Three forces act on the tip of a L-shaped rod with a cross-sectional radius of 0.5 in.

(a) Determine the normal and shear stress at points A and B and draw the stress cube at those points based on the given coordinate system.

(b) Determine the maximum normal stress on the cross-section and locate the point at which it occurs.

Problem 2

The simply supported solid shaft has a radius of 15 mm and is under static equilibrium. Pulley C has a diameter of 100 mm. The pulleys B and D have the same diameter as each other. The forces on pulley B are at an angle of 45 to the negative z-axis. The forces on pulley C and pulley D are in the z and -y direction. The shaft dimensions are in mm.

(a) Determine the maximum bending and torsional stresses in the shaft.

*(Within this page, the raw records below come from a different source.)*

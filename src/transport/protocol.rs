//! Wire vocabulary of the command link.
//!
//! ## Markers
//!
//! Markers are whole fragments compared byte-for-byte; a fragment that
//! merely contains a marker is payload.
//!
//! | Fragment      | Direction | Meaning                                    |
//! |---------------|-----------|--------------------------------------------|
//! | `<START>`     | in        | discard partial buffer, begin new command  |
//! | `<CANCEL>`    | in        | discard buffer, abort outbound, reply ACK  |
//! | `<END>`       | in / out  | terminates a command / a response stream   |
//! | `<CANCELLED>` | out       | response aborted at the peer's request     |
//! | `<ACK>`       | out       | cancel request acknowledged                |
//!
//! ## Documents
//!
//! Status documents always carry an empty `config` array, which the mobile
//! app expects in every reply:
//!
//! ```text
//! {"status":"error","message":"...","type":"parse","config":[]}
//! {"status":"ok","message":"Success","type":"<cmd>","config":[]}
//! ```
//!
//! Progress documents are single notifications, never chunked, and are
//! formatted on the stack so they can be emitted mid-transmission.

use core::fmt::Write;

use serde::Serialize;

// ── Markers ──────────────────────────────────────────────────

pub const START_MARKER: &[u8] = b"<START>";
pub const CANCEL_MARKER: &[u8] = b"<CANCEL>";
pub const END_MARKER: &[u8] = b"<END>";
pub const CANCELLED_MARKER: &[u8] = b"<CANCELLED>";
pub const ACK_MARKER: &[u8] = b"<ACK>";

/// Out-of-band control fragment recognised on the inbound endpoint.
#[derive(Debug, Clone, Copy, PartialEq, Eq)]
pub enum Marker {
    Start,
    Cancel,
    End,
}

/// Classify an inbound fragment. `None` means payload.
pub fn classify(fragment: &[u8]) -> Option<Marker> {
    match fragment {
        START_MARKER => Some(Marker::Start),
        CANCEL_MARKER => Some(Marker::Cancel),
        END_MARKER => Some(Marker::End),
        _ => None,
    }
}

// ── Status documents ─────────────────────────────────────────

/// `{"status", "message", "type", "config": []}` reply.
#[derive(Debug, Clone, Serialize)]
pub struct StatusDoc<'a> {
    pub status: &'a str,
    pub message: &'a str,
    #[serde(rename = "type")]
    pub kind: &'a str,
    pub config: [u8; 0],
}

impl<'a> StatusDoc<'a> {
    pub fn error(message: &'a str, kind: &'a str) -> Self {
        Self {
            status: "error",
            message,
            kind,
            config: [],
        }
    }

    pub fn ok(kind: &'a str) -> Self {
        Self {
            status: "ok",
            message: "Success",
            kind,
            config: [],
        }
    }
}

/// Upper bound of a stack-formatted error document.
pub const INLINE_DOC_CAPACITY: usize = 192;

/// Format an error document without touching the heap.
///
/// Used on the out-of-memory and emergency paths. `message` and `kind` are
/// static literals, so no JSON escaping is needed.
pub fn inline_error(message: &'static str, kind: &'static str) -> heapless::String<INLINE_DOC_CAPACITY> {
    let mut doc = heapless::String::new();
    let _ = write!(
        doc,
        "{{\"status\":\"error\",\"message\":\"{}\",\"type\":\"{}\",\"config\":[]}}",
        message, kind
    );
    doc
}

// ── Progress documents ───────────────────────────────────────

/// Phase a progress document reports on.
#[derive(Debug, Clone, Copy, PartialEq, Eq)]
pub enum ProgressKind {
    Ota,
    ConfigDownload,
    ConfigUpload,
    ConfigRestore,
}

impl ProgressKind {
    pub fn type_tag(self) -> &'static str {
        match self {
            Self::Ota => "ota_progress",
            Self::ConfigDownload => "config_download_progress",
            Self::ConfigUpload => "config_upload_progress",
            Self::ConfigRestore => "config_restore_progress",
        }
    }

    /// Name of the phase-specific byte counter.
    pub fn counter_field(self) -> &'static str {
        match self {
            Self::Ota => "bytes_written",
            Self::ConfigDownload => "bytes_sent",
            Self::ConfigUpload => "bytes_received",
            Self::ConfigRestore => "bytes_applied",
        }
    }
}

pub const PROGRESS_DOC_CAPACITY: usize = 128;

/// Whole-percent progress, saturating at 100. An empty total is complete.
pub fn percent(done: usize, total: usize) -> u8 {
    if total == 0 {
        return 100;
    }
    ((done.min(total) as u128 * 100) / total as u128) as u8
}

/// Format a progress document on the stack.
pub fn progress_doc(kind: ProgressKind, done: usize, total: usize) -> heapless::String<PROGRESS_DOC_CAPACITY> {
    let mut doc = heapless::String::new();
    let _ = write!(
        doc,
        "{{\"type\":\"{}\",\"progress\":{},\"{}\":{},\"total_bytes\":{}}}",
        kind.type_tag(),
        percent(done, total),
        kind.counter_field(),
        done,
        total
    );
    doc
}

(b) Locate the point(s) on the cross-section where the bending stress is maximum.

Problem 3

The structural part of a setup to measure net belt tensions in pulleys is shown in the figure. The belt tensions at both sides of the pulley at B (radius 10 cm) are P and F=0.1*P along z and a reaction force is measured from the pulley at C (radius 2 cm), which is connected to a load cell at E with an axial member parallel to x. Pulleys are rigidly attached to rod AD, which is made with a ductile steel rod 60 cm long and 1.27 cm in diameter. Length AB=0.20 m, and length DC=0.15 m. There is a spherical hinge at A and a plane hinge at D. The latter constrains motion in the x-z plane only.

(a) Draw bending moment and torsion diagrams for this structure as functions of the unknown tension P and use them to draw a diagram of the critical section showing internal loads (bending and torsion moments) and the critical points.

(b) Use your results from part a to determine the maximum normal stress due to bending and the maximum shear stress due to torsion in terms of the unknown tension P. Calculate the maximum value that P can have if only bending stresses are considered (with σallow = 350 MPa) and then if only torsion stresses are considered (with τallow = 175 MPa).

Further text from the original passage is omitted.